With our orders received Druker put our armoured car into gear and turned it around. He drove several hundred meters to the building that an observation squad of 4 men had made their home for the night. Like a well oiled machine we broke out of the vehicle and climbed up flight after flight of stairs to join the observers on the roof. We arrived and greeted the guys who, ten minutes ago, had watched their friends disappear in a cloud of dust and smoke. I moved up behind my sergeant, Ofir, and greeted the commander of the observers who had set up his squad and optics in front of a window that had no glass. We were in the stairwell on the top floor, a steel door led out to the roof. Ofir pushed the door open and led us out into the night, leaving the observers in place. I followed him out there with Tom behind me and Druker behind him. Forest was the last man out and left the door open behind him.
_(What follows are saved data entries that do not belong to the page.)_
impl<L, D, B> CaseRegistry<L, D, B>
where
    L: AuditLog,
    D: CompanyDirectory,
    B: EventBus<EventEnvelope<JsonValue>>,
{
    /// Register a new case at `Registered`, version 0.
    pub fn create(&self, new_case: NewCase) -> RegistryResult<ExportCase> {
        let case_id = CaseId::new(AggregateId::new());
        let mut case = ExportCase::empty(case_id);

        let events = case.handle(&CaseCommand::RegisterCase(RegisterCase {
            case_id,
            vehicle: new_case.vehicle,
            buyer: new_case.buyer,
            registration_reference: new_case.registration_reference,
            occurred_at: Utc::now(),
        }))?;
        for event in &events {
            case.apply(event);
        }

        {
            let mut index = self
                .cases
                .write()
                .map_err(|_| RegistryError::Poisoned("case index".to_string()))?;
            let handle = Arc::new(Mutex::new(case.clone()));
            index.by_id.insert(case_id, handle.clone());
            index.in_order.push(handle);
        }

        info!(
            case_id = %case_id,
            vin = %case.vehicle().vin,
            buyer_country = %case.buyer().country,
            "case registered"
        );

        self.publish(&case, &events);
        Ok(case)
    }

    /// Current snapshot. Observes every transition that returned before the call.
    pub fn get(&self, case_id: CaseId) -> RegistryResult<ExportCase> {
        let handle = self.handle(case_id)?;
        let case = handle
            .lock()
            .map_err(|_| RegistryError::Poisoned(format!("case {case_id}")))?;
        Ok(case.clone())
    }

    /// Matching cases in creation order.
    ///
    /// Takes a snapshot of the case handles; cases are read lazily as the
    /// listing is iterated. Call again to restart.
    pub fn list(&self, filter: &CaseFilter) -> RegistryResult<CaseListing> {
        let index = self
            .cases
            .read()
            .map_err(|_| RegistryError::Poisoned("case index".to_string()))?;

        Ok(CaseListing {
            handles: index.in_order.clone().into_iter(),
            filter: filter.clone(),
        })
    }

    /// Run the Transition Engine on a case.
    pub fn transition(
        &self,
        case_id: CaseId,
        actor: Actor,
        action: Action,
        evidence: Evidence,
        expected: ExpectedVersion,
    ) -> RegistryResult<TransitionOutcome> {
        let action_name = action.name();
        let command = |occurred_at: DateTime<Utc>| {
            CaseCommand::Transition(TransitionCase {
                case_id,
                entry_id: EntryId::new(),
                actor,
                action,
                evidence,
                expected_version: expected,
                occurred_at,
            })
        };

        let committed = self.execute(case_id, command).inspect_err(|err| {
            debug!(
                case_id = %case_id,
                action = action_name,
                role = %actor.role,
                error = %err,
                "transition rejected"
            );
        })?;
        let entry = single_entry(committed.entries)?;

        info!(
            case_id = %case_id,
            from = %entry.from_stage,
            to = %entry.to_stage,
            version = entry.case_version,
            decision = %entry.decision,
            role = %entry.actor_role,
            "transition committed"
        );

        Ok(TransitionOutcome {
            case: committed.case,
            entry,
        })
    }

    /// Observer-only forced stage change.
    pub fn admin_override(
        &self,
        case_id: CaseId,
        actor: Actor,
        target: Stage,
        note: impl Into<String>,
        expected: ExpectedVersion,
    ) -> RegistryResult<TransitionOutcome> {
        let outcome = self.transition(
            case_id,
            actor,
            Action::AdminOverride {
                target,
                note: note.into(),
            },
            Evidence::none(),
            expected,
        )?;

        warn!(
            case_id = %case_id,
            from = %outcome.entry.from_stage,
            to = %outcome.entry.to_stage,
            "stage forced by admin override"
        );
        Ok(outcome)
    }

    /// Record a document against the case's current stage. Idempotent per kind.
    pub fn record_document(
        &self,
        case_id: CaseId,
        actor: Actor,
        kind: DocumentKind,
        reference: impl Into<String>,
    ) -> RegistryResult<RecordOutcome> {
        let reference = reference.into();
        let command = |occurred_at: DateTime<Utc>| {
            CaseCommand::RecordDocument(RecordDocument {
                case_id,
                actor,
                kind,
                reference,
                occurred_at,
            })
        };

        let committed = self.execute(case_id, command)?;
        let recorded = !committed.events.is_empty();
        let document = committed
            .case
            .documents()
            .get(kind)
            .cloned()
            .ok_or_else(|| DomainError::not_found(format!("document {kind}")))?;

        if recorded {
            info!(case_id = %case_id, kind = %kind, stage = %document.stage, "document recorded");
        } else {
            debug!(case_id = %case_id, kind = %kind, "document already present");
        }

        Ok(RecordOutcome { recorded, document })
    }

    pub fn has_document(&self, case_id: CaseId, kind: DocumentKind) -> RegistryResult<bool> {
        Ok(self.get(case_id)?.has_document(kind))
    }

    /// Bind a company to an empty slot.
    pub fn assign(
        &self,
        case_id: CaseId,
        actor: Actor,
        slot: ServiceKind,
        company_id: CompanyId,
    ) -> RegistryResult<AuditEntry> {
        self.handle(case_id)?;
        let company = self.company(company_id)?;

        let committed = self.execute(case_id, |occurred_at| {
            CaseCommand::AssignCompany(AssignCompany {
                case_id,
                entry_id: EntryId::new(),
                actor,
                slot,
                company: CompanyRef::from(&company),
                occurred_at,
            })
        })?;
        let entry = single_entry(committed.entries)?;

        info!(case_id = %case_id, slot = %slot, company_id = %company_id, "company assigned");
        Ok(entry)
    }

    /// Rebind an occupied slot; always audited with its reason.
    pub fn reassign(
        &self,
        case_id: CaseId,
        actor: Actor,
        slot: ServiceKind,
        company_id: CompanyId,
        reason: impl Into<String>,
    ) -> RegistryResult<AuditEntry> {
        self.handle(case_id)?;
        let company = self.company(company_id)?;

        let reason = reason.into();
        let committed = self.execute(case_id, |occurred_at| {
            CaseCommand::ReassignCompany(ReassignCompany {
                case_id,
                entry_id: EntryId::new(),
                actor,
                slot,
                company: CompanyRef::from(&company),
                reason,
                occurred_at,
            })
        })?;
        let entry = single_entry(committed.entries)?;

        info!(
            case_id = %case_id,
            slot = %slot,
            company_id = %company_id,
            previous = ?entry.assignment.and_then(|a| a.previous),
            "company reassigned"
        );
        Ok(entry)
    }

    pub fn assigned_company(&self, case_id: CaseId, slot: ServiceKind) -> RegistryResult<Option<Company>> {
        match self.get(case_id)?.assigned(slot) {
            Some(company_id) => Ok(Some(self.company(company_id)?)),
            None => Ok(None),
        }
    }

    /// Full audit history of a case, ordered by timestamp then sequence.
    pub fn audit(&self, case_id: CaseId) -> RegistryResult<Vec<AuditEntry>> {
        self.handle(case_id)?;
        Ok(self.audit.list_for(case_id)?)
    }

    /// Compare the cached stage/version with a fold over the audit log.
    pub fn verify(&self, case_id: CaseId) -> RegistryResult<Verification> {
        let case = self.get(case_id)?;
        let entries = self.audit.list_for(case_id)?;

        let cached = Replayed {
            stage: case.stage(),
            version: case.version(),
        };
        let replayed = replay(&entries);
        let consistent = cached == replayed;

        if !consistent {
            warn!(
                case_id = %case_id,
                cached_stage = %cached.stage,
                cached_version = cached.version,
                replayed_stage = %replayed.stage,
                replayed_version = replayed.version,
                "case diverges from its audit log"
            );
        }

        Ok(Verification {
            case_id,
            cached,
            replayed,
            consistent,
        })
    }

    fn handle(&self, case_id: CaseId) -> RegistryResult<CaseHandle> {
        let index = self
            .cases
            .read()
            .map_err(|_| RegistryError::Poisoned("case index".to_string()))?;

        index
            .by_id
            .get(&case_id)
            .cloned()
            .ok_or_else(|| DomainError::not_found(format!("case {case_id}")).into())
    }

    fn company(&self, company_id: CompanyId) -> RegistryResult<Company> {
        self.directory
            .get(company_id)
            .ok_or_else(|| DomainError::not_found(format!("company {company_id}")).into())
    }

    /// The command is built under the case lock so its timestamp follows
    /// commit order; it never precedes the case's last committed change.
    fn execute<F>(&self, case_id: CaseId, build: F) -> RegistryResult<Committed>
    where
        F: FnOnce(DateTime<Utc>) -> CaseCommand,
    {
        let handle = self.handle(case_id)?;
        let mut current = handle
            .lock()
            .map_err(|_| RegistryError::Poisoned(format!("case {case_id}")))?;

        let command = build(Utc::now().max(current.updated_at()));

        // 1) Decide (no mutation)
        let decided = current.handle(&command)?;
        if decided.is_empty() {
            return Ok(Committed {
                case: current.clone(),
                events: vec![],
                entries: vec![],
            });
        }

        // 2) Apply to a working copy
        let mut next = current.clone();
        let mut uncommitted = Vec::new();
        for event in &decided {
            if let Some(entry) = UncommittedEntry::from_event(event, next.stage(), next.version()) {
                uncommitted.push(entry);
            }
            next.apply(event);
        }

        // 3) Audit append (the commit point)
        let entries = self
            .audit
            .append(uncommitted, ExpectedVersion::Exact(current.audit_sequence()))?;

        // 4) Swap in
        *current = next.clone();
        drop(current);

        self.publish(&next, &decided);

        Ok(Committed {
            case: next,
            events: decided,
            entries,
        })
    }

    fn publish(&self, case: &ExportCase, events: &[CaseEvent]) {
        let case_id = case.id_typed();

        for event in events {
            let envelope =
                match EventEnvelope::from_typed(case_id.0, AGGREGATE_TYPE, case.version(), event) {
                    Ok(envelope) => envelope,
                    Err(err) => {
                        warn!(case_id = %case_id, event_type = event.event_type(), error = %err, "failed to encode case event");
                        continue;
                    }
                };

            if let Err(err) = self.bus.publish(envelope) {
                warn!(
                    case_id = %case_id,
                    event_type = event.event_type(),
                    error = ?err,
                    "event publication failed; commit stands"
                );
            }
        }
    }
}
We set ourselves up in the best firing conditions that we could find amongst the satellite dishes and assorted junk that had been left there. I could hear the engine of the armoured car beneath us. My view of the street we had been blown up on was obscured by a row of buildings in front and beneath me. I set up my position sweeping the rooftops below with my night scope. To my right I heard a babble of muted excitement coming from the observers; a moment later they were on the radio to Ofir telling him that they had spotted three armed men on the rooftop directly below us. They were overlooking the street that Team 1 would have moved down to had Adam not spotted the second mine and thrown grenades at it. The armed men lay prone on their rooftop hardly moving.

Ofir counted us down from three and all of us opened fire simultaneously. We had been told to fire only three rounds but we all ignored him and emptied entire magazines  into them. As we reloaded I could hear the observation crew going nuts: “You didn’t hit them all! Quick, quick open up on them again!” As one we finished reloading and let loose once again. I was surprised at what I was feeling while pulling the trigger.

I could have been on the shooting range for all of the emotion that I felt at that moment. The thoughts of the lives that I was taking didn’t register; there were no thoughts of ideology, not even excitement. I simply pulled the trigger, again and again and again until they were all dead. One of them had almost made it off the roof, but Druker cut him down as he touched the door to the stairwell. The whole thing had taken just a few seconds from our first volley to our last. The three bad guys lay dead on the roof that they had been lying on. They had planned their ambush well, from setting up the IED’s to positioning themselves on the roof overlooking the only alleyway that we would pass through on our way to our target.

We spent another hour on that roof directing the first team to the bodies. For an hour they moved into different homes in an attempt to reach them, but they just couldn’t find the right roof amongst the maze of alleyways and homes built one on top of the other. Eventually the call to prayer was broadcast over the PA system around the city. Soon it would be daybreak and the locals would be wandering around. The Major decided that three kills, even unconfirmed ones, were good enough for our first night back in Nablus. He called us down and we moved back into the vehicles for the drive back to base. I spent the journey back wondering what the hell was going to happen to the three corpses that we had left on that rooftop.